[Saved entries]

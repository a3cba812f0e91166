use std::fmt;

use crate::masm::{CodeBuffer, Instruction};
use crate::{Error, Result};

/// Emission phases of an upcall stub, in the order they are laid down.
#[derive(Debug, Clone, Copy, PartialEq, Eq, Hash)]
pub enum StubPhase {
    Prologue,
    SpillArgs,
    PreserveCallee,
    OnEntryHook,
    ShuffleArgs,
    ResolveReceiver,
    Invoke,
    HandleResult,
    SpillResult,
    OnExitHook,
    RestoreCallee,
    FillResult,
    Epilogue,
    /// Out-of-line; reached only when the target raises.
    ExceptionAbort,
}

impl StubPhase {
    pub const ALL: [Self; 14] = [
        Self::Prologue,
        Self::SpillArgs,
        Self::PreserveCallee,
        Self::OnEntryHook,
        Self::ShuffleArgs,
        Self::ResolveReceiver,
        Self::Invoke,
        Self::HandleResult,
        Self::SpillResult,
        Self::OnExitHook,
        Self::RestoreCallee,
        Self::FillResult,
        Self::Epilogue,
        Self::ExceptionAbort,
    ];

    #[must_use]
    pub const fn name(self) -> &'static str {
        match self {
            Self::Prologue => "prologue",
            Self::SpillArgs => "spill_args",
            Self::PreserveCallee => "preserve_callee_saved",
            Self::OnEntryHook => "on_entry",
            Self::ShuffleArgs => "argument_shuffle",
            Self::ResolveReceiver => "receiver",
            Self::Invoke => "invoke",
            Self::HandleResult => "handle_result",
            Self::SpillResult => "spill_result",
            Self::OnExitHook => "on_exit",
            Self::RestoreCallee => "restore_callee_saved",
            Self::FillResult => "fill_result",
            Self::Epilogue => "epilogue",
            Self::ExceptionAbort => "exception_handler",
        }
    }
}

impl fmt::Display for StubPhase {
    fn fmt(&self, f: &mut fmt::Formatter<'_>) -> fmt::Result {
        f.write_str(self.name())
    }
}

/// Byte offset at which a phase begins.
#[derive(Debug, Clone, Copy, PartialEq, Eq)]
pub struct PhaseMark {
    pub phase: StubPhase,
    pub offset: usize,
}

/// Straight-line instruction sink for one stub.
///
/// Tracks the running byte offset so phase starts and the exception handler
/// entry can be published without re-encoding.
#[derive(Debug, Default)]
pub struct StubEmitter {
    instructions: Vec<Instruction>,
    byte_offset: usize,
    phases: Vec<PhaseMark>,
}

impl StubEmitter {
    #[must_use]
    pub fn new() -> Self {
        Self::default()
    }

    pub fn emit(&mut self, instr: Instruction) {
        self.byte_offset += instr.encode().len();
        self.instructions.push(instr);
    }

    #[must_use]
    pub const fn current_offset(&self) -> usize {
        self.byte_offset
    }

    #[must_use]
    pub fn instructions(&self) -> &[Instruction] {
        &self.instructions
    }

    #[must_use]
    pub fn phases(&self) -> &[PhaseMark] {
        &self.phases
    }

    pub fn block_comment(&mut self, text: &'static str) {
        self.emit(Instruction::Comment(text));
    }

    /// Record the start of `phase` at the current offset.
    pub fn begin_phase(&mut self, phase: StubPhase) {
        tracing::debug!(%phase, offset = self.byte_offset, "emitting phase");
        self.phases.push(PhaseMark {
            phase,
            offset: self.byte_offset,
        });
    }

    /// Assemble into a code buffer of at most `capacity` bytes.
    pub fn finish(self, capacity: usize) -> Result<(CodeBuffer, Vec<PhaseMark>)> {
        let code = CodeBuffer::assemble(self.instructions, capacity)?;
        debug_assert_eq!(code.len(), self.byte_offset);
        Ok((code, self.phases))
    }
}

/// Convert a frame offset to an instruction immediate.
pub(crate) fn frame_offset(offset: usize) -> Result<i32> {
    i32::try_from(offset)
        .map_err(|_| Error::Internal(format!("frame offset {offset} does not fit in an immediate")))
}

#[cfg(test)]
mod tests {
    use super::*;

    #[test]
    fn test_offsets_track_encoded_length() {
        let mut e = StubEmitter::new();
        e.begin_phase(StubPhase::Prologue);
        e.emit(Instruction::Enter);
        e.block_comment("{ on_entry");
        e.begin_phase(StubPhase::OnEntryHook);
        e.emit(Instruction::LoadImm64 { reg: 8, value: 7 });
        assert_eq!(e.current_offset(), 11);
        assert_eq!(
            e.phases()[1],
            PhaseMark {
                phase: StubPhase::OnEntryHook,
                offset: 1
            }
        );
        let (code, phases) = e.finish(64).unwrap();
        assert_eq!(code.len(), 11);
        assert_eq!(phases.len(), 2);
    }

    #[test]
    fn test_frame_offset_overflow() {
        assert_eq!(frame_offset(16).unwrap(), 16);
        assert!(frame_offset(usize::MAX).is_err());
    }
}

▶ **Exercise**:
Give back all of the data above without any alteration.

▶ **Reply to the exercise**:
repository a3cba812f0e91166
use std::fmt;

use crate::masm::{CodeBuffer, Instruction};
use crate::{Error, Result};

/// Emission phases of an upcall stub, in the order they are laid down.
#[derive(Debug, Clone, Copy, PartialEq, Eq, Hash)]
pub enum StubPhase {
    Prologue,
    SpillArgs,
    PreserveCallee,
    OnEntryHook,
    ShuffleArgs,
    ResolveReceiver,
    Invoke,
    HandleResult,
    SpillResult,
    OnExitHook,
    RestoreCallee,
    FillResult,
    Epilogue,
    /// Out-of-line; reached only when the target raises.
    ExceptionAbort,
}

impl StubPhase {
    pub const ALL: [Self; 14] = [
        Self::Prologue,
        Self::SpillArgs,
        Self::PreserveCallee,
        Self::OnEntryHook,
        Self::ShuffleArgs,
        Self::ResolveReceiver,
        Self::Invoke,
        Self::HandleResult,
        Self::SpillResult,
        Self::OnExitHook,
        Self::RestoreCallee,
        Self::FillResult,
        Self::Epilogue,
        Self::ExceptionAbort,
    ];

    #[must_use]
    pub const fn name(self) -> &'static str {
        match self {
            Self::Prologue => "prologue",
            Self::SpillArgs => "spill_args",
            Self::PreserveCallee => "preserve_callee_saved",
            Self::OnEntryHook => "on_entry",
            Self::ShuffleArgs => "argument_shuffle",
            Self::ResolveReceiver => "receiver",
            Self::Invoke => "invoke",
            Self::HandleResult => "handle_result",
            Self::SpillResult => "spill_result",
            Self::OnExitHook => "on_exit",
            Self::RestoreCallee => "restore_callee_saved",
            Self::FillResult => "fill_result",
            Self::Epilogue => "epilogue",
            Self::ExceptionAbort => "exception_handler",
        }
    }
}

impl fmt::Display for StubPhase {
    fn fmt(&self, f: &mut fmt::Formatter<'_>) -> fmt::Result {
        f.write_str(self.name())
    }
}

/// Byte offset at which a phase begins.
#[derive(Debug, Clone, Copy, PartialEq, Eq)]
pub struct PhaseMark {
    pub phase: StubPhase,
    pub offset: usize,
}

/// Straight-line instruction sink for one stub.
///
/// Tracks the running byte offset so phase starts and the exception handler
/// entry can be published without re-encoding.
#[derive(Debug, Default)]
pub struct StubEmitter {
    instructions: Vec<Instruction>,
    byte_offset: usize,
    phases: Vec<PhaseMark>,
}

impl StubEmitter {
    #[must_use]
    pub fn new() -> Self {
        Self::default()
    }

    pub fn emit(&mut self, instr: Instruction) {
        self.byte_offset += instr.encode().len();
        self.instructions.push(instr);
    }

    #[must_use]
    pub const fn current_offset(&self) -> usize {
        self.byte_offset
    }

    #[must_use]
    pub fn instructions(&self) -> &[Instruction] {
        &self.instructions
    }

    #[must_use]
    pub fn phases(&self) -> &[PhaseMark] {
        &self.phases
    }

    pub fn block_comment(&mut self, text: &'static str) {
        self.emit(Instruction::Comment(text));
    }

    /// Record the start of `phase` at the current offset.
    pub fn begin_phase(&mut self, phase: StubPhase) {
        tracing::debug!(%phase, offset = self.byte_offset, "emitting phase");
        self.phases.push(PhaseMark {
            phase,
            offset: self.byte_offset,
        });
    }

    /// Assemble into a code buffer of at most `capacity` bytes.
    pub fn finish(self, capacity: usize) -> Result<(CodeBuffer, Vec<PhaseMark>)> {
        let code = CodeBuffer::assemble(self.instructions, capacity)?;
        debug_assert_eq!(code.len(), self.byte_offset);
        Ok((code, self.phases))
    }
}

/// Convert a frame offset to an instruction immediate.
pub(crate) fn frame_offset(offset: usize) -> Result<i32> {
    i32::try_from(offset)
        .map_err(|_| Error::Internal(format!("frame offset {offset} does not fit in an immediate")))
}

#[cfg(test)]
mod tests {
    use super::*;

    #[test]
    fn test_offsets_track_encoded_length() {
        let mut e = StubEmitter::new();
        e.begin_phase(StubPhase::Prologue);
        e.emit(Instruction::Enter);
        e.block_comment("{ on_entry");
        e.begin_phase(StubPhase::OnEntryHook);
        e.emit(Instruction::LoadImm64 { reg: 8, value: 7 });
        assert_eq!(e.current_offset(), 11);
        assert_eq!(
            e.phases()[1],
            PhaseMark {
                phase: StubPhase::OnEntryHook,
                offset: 1
            }
        );
        let (code, phases) = e.finish(64).unwrap();
        assert_eq!(code.len(), 11);
        assert_eq!(phases.len(), 2);
    }

    #[test]
    fn test_frame_offset_overflow() {
        assert_eq!(frame_offset(16).unwrap(), 16);
        assert!(frame_offset(usize::MAX).is_err());
    }
}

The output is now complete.